Writing Your Common Application Essay: How to Answer Prompt #1
Just about every spring, our email and voicemail inboxes get flooded with questions about the newly revised Common Application essay prompts. While summer break often means surfing the ocean waves or taking a family road trip, millions of high school scholars tackle their college admission essays. If you plan to write an effective essay, it’s time to familiarize yourself with each of the types of essay prompts. The common application essays include seven options, with three revisions and two all-new topics. No matter your essay topic of choice, it’s time to rethink your approach to conquering this summer’s essay challenge.
In this installment of our series on Writing the New Common Application Essay, we’ll look at prompt #1 (if you’re not a fan of the first prompt, check out our thoughts on prompt #2, prompt #3, prompt #4, prompt #5, prompt #6, and prompt #7):
Some students have a background, identity, interest, or talent that is so meaningful they believe their application would be incomplete without it. If this sounds like you, then please share your story.
Prompt #1 asks students to tell their stories, and rightfully so. It gives you the chance to figuratively bring your application to life. After all, there’s much more to you than your GPA, activity list, test score, and a few recommendations. This prompt is focused on diversity; the committee wants to know more about what makes you unique, your life’s passion and even how you define yourself in your community and in society as a whole. We’re looking for you to share how your background has shaped who you are today. We want to be inspired by your hobbies, creativity and even discovery of hidden talents. While it might seem that this prompt calls for some lofty language and larger-than-life experiences, there’s one simple thing that can make your essay stand out from the rest… substance. Committees want to know what’s meaningful to you, and how these meanings might fit into their next class of scholars. Your mission—should you choose to accept it—is to write your most genuine narrative yet. Here are the top 5 questions you should ask yourself when mind-mapping prompt #1:
1) What makes you different from everyone else? – Think about things that make you special and separate you from the typical student. For example, an admitted applicant wrote about how his uncanny rhyming ability inspired him to start monthly open-mic poetry nights at his high school. This not only showed the committee initiative and leadership, but they were sold that he would be a rare addition to the college’s English and Linguistics program.
2) What are you most passionate about? – While this question is often labeled as one of the most popular in an admission interview, it’s time to revisit your passions through a story-telling lens. A student once recounted the story of repairing his grandfather’s antique television set, revealing his passion for technology, history and family. In all your brainstorming, decide on what your passions really say about you.
3) What’s most important to you? – This question goes much deeper than what makes you unique or even your passions. The committee wants to know what you value. Jot down important isms in your life. These could be words like naturalism, individualism, freedomism, etc. Reflect on these isms and categorize them into life situations and experiences you’ve had. What makes these values so powerful to you, others and the world around you?

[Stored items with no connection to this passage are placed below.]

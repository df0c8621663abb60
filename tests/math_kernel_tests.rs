#![cfg(feature = "dev")]
//! Tests for distances, the bandwidth estimator, the kernel and the solver.
//!
//! ## Test Organization
//!
//! 1. **Distance** - Squared Euclidean distance
//! 2. **Bandwidth** - Average inter-center distance
//! 3. **Kernel** - Gaussian response bounds and values
//! 4. **Linear Algebra** - Symmetric solves and singular detection

use approx::assert_relative_eq;

use rbf_rs::internals::math::distance::{avdistance, squared_euclidean};
use rbf_rs::internals::math::kernel::GaussianKernel;
use rbf_rs::internals::math::linalg::FloatLinalg;
use rbf_rs::internals::primitives::centers::CenterSet;
use rbf_rs::internals::primitives::embedding::EmbeddedView;

// ============================================================================
// Distance Tests
// ============================================================================

/// Test squared distance of a 3-4-5 triangle.
#[test]
fn test_squared_euclidean() {
    assert_relative_eq!(squared_euclidean(&[0.0f64, 0.0], &[3.0, 4.0]), 25.0);
    assert_eq!(squared_euclidean(&[1.5f64], &[1.5]), 0.0);
}

// ============================================================================
// Bandwidth Tests
// ============================================================================

/// Test the bandwidth of three evenly spaced 1D centers.
#[test]
fn test_avdistance_evenly_spaced() {
    // Ordered pair distances sum to 3, divided by 2 * 3 * 1
    let centers = CenterSet::from_flat(vec![0.0f64, 0.5, 1.0], 1);
    assert_relative_eq!(avdistance(&centers), 0.5f64.sqrt(), epsilon = 1e-15);
}

/// Test the bandwidth normalizes by dimension.
#[test]
fn test_avdistance_two_dimensions() {
    // Both ordered pairs are 2 apart (squared), 4 / (1 * 2 * 2) = 1
    let centers = CenterSet::from_flat(vec![0.0f64, 0.0, 1.0, 1.0], 2);
    assert_relative_eq!(avdistance(&centers), 1.0);
}

/// Test coincident centers give a zero bandwidth.
#[test]
fn test_avdistance_zero_for_coincident_centers() {
    let centers = CenterSet::from_flat(vec![0.3f64, 0.3, 0.3], 1);
    assert_eq!(avdistance(&centers), 0.0);

    let single = CenterSet::from_flat(vec![0.3f64], 1);
    assert_eq!(avdistance(&single), 0.0);
}

// ============================================================================
// Kernel Tests
// ============================================================================

/// Test the response is 1 at the center and e^-1 at squared distance 2σ².
#[test]
fn test_kernel_point_values() {
    let kernel = GaussianKernel::new(1.0f64);
    assert_eq!(kernel.bandwidth(), 1.0);

    // Delay vector at n = 1 is (0.2, 0.4)
    let series = [0.4f64, 0.2];
    let view = EmbeddedView::new(&series, 2, 1).unwrap();
    assert_eq!(kernel.rbf(&view, 1, &[0.2, 0.4]), 1.0);

    let ones = [1.0f64, 1.0];
    let view = EmbeddedView::new(&ones, 2, 1).unwrap();
    assert_relative_eq!(
        kernel.rbf(&view, 1, &[0.0, 0.0]),
        (-1.0f64).exp(),
        epsilon = 1e-15
    );
}

/// Test the view-based response reads the lagged coordinates.
#[test]
fn test_kernel_on_embedded_view() {
    let series = [0.0f64, 1.0, 2.0, 3.0];
    let view = EmbeddedView::new(&series, 2, 1).unwrap();
    let kernel = GaussianKernel::new(2.0f64);

    // Delay vector at n = 3 is (3, 2)
    assert_eq!(kernel.rbf(&view, 3, &[3.0, 2.0]), 1.0);
    // Squared distance 8, denominator 2 * 2^2 = 8
    assert_relative_eq!(
        kernel.rbf(&view, 3, &[1.0, 0.0]),
        (-1.0f64).exp(),
        epsilon = 1e-15
    );
    // (2, 1) against (1, 0): squared distance 2
    assert_relative_eq!(
        kernel.rbf(&view, 2, &[1.0, 0.0]),
        (-0.25f64).exp(),
        epsilon = 1e-15
    );
}

/// Test the response decreases with distance and stays in (0, 1].
#[test]
fn test_kernel_monotone_and_bounded() {
    let kernel = GaussianKernel::new(0.3f64);
    let distances: Vec<f64> = (0..20).map(|i| i as f64 * 0.05).collect();
    let view = EmbeddedView::new(&distances, 1, 1).unwrap();
    let mut previous = 1.0;
    for (i, &d) in distances.iter().enumerate().skip(1) {
        let r = kernel.rbf(&view, i, &[0.0]);
        assert!(r > 0.0 && r < previous, "response {} at distance {}", r, d);
        previous = r;
    }
}

// ============================================================================
// Linear Algebra Tests
// ============================================================================

/// Test a symmetric positive definite system (Cholesky path).
#[test]
fn test_solve_symmetric_spd() {
    let a = [4.0f64, 1.0, 1.0, 3.0];
    let b = [1.0f64, 2.0];
    let x = f64::solve_symmetric(&a, &b, 2).unwrap();

    assert_relative_eq!(x[0], 1.0 / 11.0, epsilon = 1e-14);
    assert_relative_eq!(x[1], 7.0 / 11.0, epsilon = 1e-14);
}

/// Test a symmetric indefinite system falls back to LU.
#[test]
fn test_solve_symmetric_indefinite() {
    let a = [0.0f64, 1.0, 1.0, 0.0];
    let b = [2.0f64, 3.0];
    let x = f64::solve_symmetric(&a, &b, 2).unwrap();

    assert_relative_eq!(x[0], 3.0, epsilon = 1e-14);
    assert_relative_eq!(x[1], 2.0, epsilon = 1e-14);
}

/// Test an exactly singular matrix is reported.
#[test]
fn test_solve_symmetric_singular() {
    let a = [1.0f64, 1.0, 1.0, 1.0];
    let b = [1.0f64, 2.0];
    assert!(f64::solve_symmetric(&a, &b, 2).is_none());

    let zeros = [0.0f32; 9];
    assert!(f32::solve_symmetric(&zeros, &[1.0, 1.0, 1.0], 3).is_none());
}

/// Test a nearly singular indefinite matrix is rejected by the pivot check.
#[test]
fn test_solve_symmetric_negligible_pivot() {
    // Second row is twice the first up to one ulp, so Cholesky fails and
    // the trailing LU pivot is at rounding level
    let almost = 4.0f64 - 2.0 * f64::EPSILON;
    let a = [1.0f64, 2.0, 2.0, almost];
    let b = [1.0f64, 2.0];
    assert!(f64::solve_symmetric(&a, &b, 2).is_none());

    // A well separated indefinite system still solves
    let a = [1.0f64, 2.0, 2.0, 3.0];
    let x = f64::solve_symmetric(&a, &b, 2).unwrap();
    assert_relative_eq!(x[0], 1.0, epsilon = 1e-14);
    assert_relative_eq!(x[1], 0.0, epsilon = 1e-14);
}

/// Test mismatched sizes are rejected.
#[test]
fn test_solve_symmetric_bad_dimensions() {
    assert!(f64::solve_symmetric(&[1.0, 0.0, 0.0], &[1.0, 1.0], 2).is_none());
    assert!(f64::solve_symmetric(&[], &[], 0).is_none());
}

/// Test single precision solves.
#[test]
fn test_solve_symmetric_f32() {
    let a = [2.0f32, 0.0, 0.0, 4.0];
    let b = [1.0f32, 1.0];
    let x = f32::solve_symmetric(&a, &b, 2).unwrap();

    assert_relative_eq!(x[0], 0.5f32);
    assert_relative_eq!(x[1], 0.25f32);
}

3) Can you imagine your life in a picture? – Rather than scribbling every word that comes to mind, it may be time to sift through the old photos (whether dust-covered scrapbooks or Facebook albums) that could represent your life in a snap shot. What story do these pictures tell? An admitted applicant penned the story of how she found comfort after a close-family loss through teaching middle schoolers how to snowboard. She paired her love for the mountains and educating students with vivid adjectives as imagery and ultimately captured the hearts of the admissions committee. Just as pictures are worth a thousand words, use your writing to show who you are rather than bogging your audience down with a list of likes and interests.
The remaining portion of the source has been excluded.